Astronomers have detected a small galaxy 12.3 billion light-years from Earth - the most distant object ever seen - and say they are on the brink of seeing things even farther away and closer to the big bang beginning of the universe.
"We've already got some candidate objects that are even farther away," said Esther M. Hu, a University of Hawaii astronomer and co-discoverer of the most distant object. "We are looking about 94 percent of the distance back to the big bang."The discovery was first announced in Science News, a weekly journal of research reports. The journal is to publish the story on Saturday.
The big-bang theory holds that the universe started with a huge explosion and has been expanding ever since. In the billions of years since, the hydrogen and helium in the big bang have been processed through stars to form other chemicals. Just when the big bang happened is controversial, but most astronomers say it was about 13 billion years ago.
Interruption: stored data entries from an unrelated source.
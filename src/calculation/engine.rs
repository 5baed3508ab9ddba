//! The attendance engine.
//!
//! [`AttendanceEngine`] composes leave merging, accrual and summarizing into
//! a single [`AttendanceReport`] for one employee. It never touches storage:
//! callers pass in already-loaded collections.

use std::time::Instant;

use chrono::{NaiveDate, Utc};
use tracing::debug;
use uuid::Uuid;

use crate::config::AttendancePolicy;
use crate::models::{AttendanceReport, AuditTrace, DailyEntry, Employee, LeaveRequest};

use super::accrual::calculate_accrual;
use super::leave_merge::merge_leave_into_entries;
use super::summary::summarize;

/// Evaluates attendance for one employee at a time.
///
/// # Example
///
/// ```
/// use attendance_engine::calculation::AttendanceEngine;
/// use attendance_engine::models::{AttendanceStatus, DailyEntry, Employee, LeaveRequest};
/// use chrono::NaiveDate;
/// use rust_decimal::Decimal;
///
/// let d = |m, day| NaiveDate::from_ymd_opt(2023, m, day).unwrap();
/// let employee = Employee {
///     id: "1".to_string(),
///     name: "Gaurav P".to_string(),
///     email: "gaurav.p@talentBase.com".to_string(),
///     department: "IT".to_string(),
///     designation: "Backend Developer".to_string(),
///     joining_date: d(1, 15),
/// };
/// let entries = vec![DailyEntry::new(d(4, 3), Decimal::new(9, 0), "Sprint work")];
/// let leaves = vec![LeaveRequest::new(d(4, 10), d(4, 12), "Trip")];
///
/// let report = AttendanceEngine::default().evaluate(&employee, &entries, &leaves, d(4, 1));
/// assert_eq!(report.days.len(), 4);
/// assert_eq!(report.days[0].status, AttendanceStatus::Present);
/// assert_eq!(report.summary.available_leave_balance, Decimal::new(4, 0));
/// assert_eq!(report.summary.leaves_remaining, Decimal::ONE);
/// ```
#[derive(Debug, Clone, Default)]
pub struct AttendanceEngine {
    policy: AttendancePolicy,
}

impl AttendanceEngine {
    /// Creates an engine using the given policy.
    pub fn new(policy: AttendancePolicy) -> Self {
        Self { policy }
    }

    /// Returns the policy the engine applies.
    pub fn policy(&self) -> &AttendancePolicy {
        &self.policy
    }

    /// Evaluates an employee's attendance as of a date.
    ///
    /// `as_of` only affects leave accrual; every entry and leave day is
    /// classified regardless of its date.
    pub fn evaluate(
        &self,
        employee: &Employee,
        entries: &[DailyEntry],
        leaves: &[LeaveRequest],
        as_of: NaiveDate,
    ) -> AttendanceReport {
        let start_time = Instant::now();
        let mut step_number: u32 = 1;
        let mut audit_trace = AuditTrace::default();

        let merge = merge_leave_into_entries(entries, leaves);
        audit_trace.steps.push(merge.audit_step(step_number));
        step_number += 1;

        let accrual = calculate_accrual(
            employee.joining_date,
            as_of,
            self.policy.monthly_earned_leaves,
            step_number,
        );
        audit_trace.steps.push(accrual.audit_step);
        step_number += 1;

        let outcome = summarize(
            &merge.entries,
            accrual.accrued_leaves,
            &self.policy,
            step_number,
        );
        audit_trace.steps.extend(outcome.audit_steps);
        audit_trace.warnings = merge.warnings;
        audit_trace.duration_us = start_time.elapsed().as_micros() as u64;

        debug!(
            employee_id = %employee.id,
            as_of = %as_of,
            days = outcome.days.len(),
            lop_days = %outcome.summary.lop_days,
            leaves_taken = %outcome.summary.leaves_taken,
            warnings = audit_trace.warnings.len(),
            "Attendance evaluated"
        );

        AttendanceReport {
            report_id: Uuid::new_v4(),
            calculated_at: Utc::now(),
            engine_version: env!("CARGO_PKG_VERSION").to_string(),
            employee_id: employee.id.clone(),
            as_of,
            days: outcome.days,
            summary: outcome.summary,
            audit_trace,
        }
    }
}

#[cfg(test)]
mod tests {
    use super::*;
    use crate::models::AttendanceStatus;
    use rust_decimal::Decimal;
    use std::str::FromStr;

    fn dec(s: &str) -> Decimal {
        Decimal::from_str(s).unwrap()
    }

    fn date(s: &str) -> NaiveDate {
        NaiveDate::parse_from_str(s, "%Y-%m-%d").unwrap()
    }

    fn employee(joining: &str) -> Employee {
        Employee {
            id: "emp_001".to_string(),
            name: "Test Employee".to_string(),
            email: "test@talentBase.com".to_string(),
            department: "IT".to_string(),
            designation: "Developer".to_string(),
            joining_date: date(joining),
        }
    }

    #[test]
    fn test_report_metadata() {
        let report =
            AttendanceEngine::default().evaluate(&employee("2023-01-15"), &[], &[], date("2023-04-01"));

        assert_eq!(report.employee_id, "emp_001");
        assert_eq!(report.as_of, date("2023-04-01"));
        assert_eq!(report.engine_version, env!("CARGO_PKG_VERSION"));
        assert!(report.days.is_empty());
        assert_eq!(report.summary.available_leave_balance, dec("4"));
        assert_eq!(report.summary.leaves_remaining, dec("4"));
    }

    #[test]
    fn test_audit_trace_order() {
        let entries = vec![DailyEntry::new(date("2023-04-03"), dec("9"), "work")];
        let leaves = vec![LeaveRequest::new(date("2023-04-10"), date("2023-04-10"), "rest")];

        let report = AttendanceEngine::default().evaluate(
            &employee("2023-01-15"),
            &entries,
            &leaves,
            date("2023-04-01"),
        );

        let rules: Vec<_> = report
            .audit_trace
            .steps
            .iter()
            .map(|s| s.rule_id.as_str())
            .collect();
        assert_eq!(
            rules,
            vec![
                "leave_merge",
                "leave_accrual",
                "day_classification",
                "day_classification",
                "leave_balance"
            ]
        );
        let numbers: Vec<_> = report.audit_trace.steps.iter().map(|s| s.step_number).collect();
        assert_eq!(numbers, vec![1, 2, 3, 4, 5]);
    }

    #[test]
    fn test_merge_warnings_reach_report() {
        let leaves = vec![LeaveRequest::new(date("2023-04-12"), date("2023-04-10"), "typo")];

        let report = AttendanceEngine::default().evaluate(
            &employee("2023-01-15"),
            &[],
            &leaves,
            date("2023-04-01"),
        );

        assert!(report.days.is_empty());
        assert_eq!(report.audit_trace.warnings.len(), 1);
        assert_eq!(report.audit_trace.warnings[0].code, "INVERTED_LEAVE_RANGE");
    }

    #[test]
    fn test_leave_on_sunday_counts_as_leave() {
        // 2023-04-08 (Sat) to 2023-04-10 (Mon)
        let leaves = vec![LeaveRequest::new(date("2023-04-08"), date("2023-04-10"), "trip")];

        let report = AttendanceEngine::default().evaluate(
            &employee("2022-01-15"),
            &[],
            &leaves,
            date("2023-04-01"),
        );

        assert!(report
            .days
            .iter()
            .all(|day| day.status == AttendanceStatus::Leave));
        assert_eq!(report.summary.leaves_taken, dec("3"));
    }

    #[test]
    fn test_custom_policy_is_applied() {
        let policy = AttendancePolicy {
            full_day_threshold_hours: dec("8"),
            lop_hours_per_day: dec("8"),
            ..AttendancePolicy::default()
        };
        let entries = vec![
            DailyEntry::new(date("2023-04-03"), dec("8"), "work"),
            DailyEntry::new(date("2023-04-04"), dec("0"), "none"),
        ];

        let report = AttendanceEngine::new(policy).evaluate(
            &employee("2023-01-15"),
            &entries,
            &[],
            date("2023-04-01"),
        );

        assert_eq!(report.days[0].status, AttendanceStatus::Present);
        assert_eq!(report.summary.lop_hours, dec("8"));
    }
}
Just six weeks ago, another team of astronomers found a small galaxy about 12.2 billion light-years away to establish a most-distant mark. Both teams used the Keck telescopes in Hawaii. A light-year is the distance light travels in a vacuum in one year, about 5.8 trillion miles.
"The records for most distant galaxies have become really fragile," said Bruce Margon, a University of Washington astronomy professor. "Once they would stand for six or seven years. Now it changes in a matter of months."
Margon said the latest discovery is important because it continues to push back the time when it is known that stars and galaxies formed after the big bang, giving more understanding of the developmental history of the universe.
Hu and her colleagues, Lennox L. Cowie of Hawaii and Richard G. McMahon of the University of Cambridge, England, sighted the distant galaxy by analyzing a particular wavelength of light emitted by hydrogen atoms.
This technique, said Hu, will enable the group to probe even farther back in time and distance.
One way astronomers measure distance and time is by a value called the redshift. This is the amount that a wavelength of light has been stretched, or shifted, by the expanding universe. The new most-distant galaxy found by the Hu team is at a redshift of 5.64. This is about 60 million years earlier than the previous mark, which was a redshift of 5.34.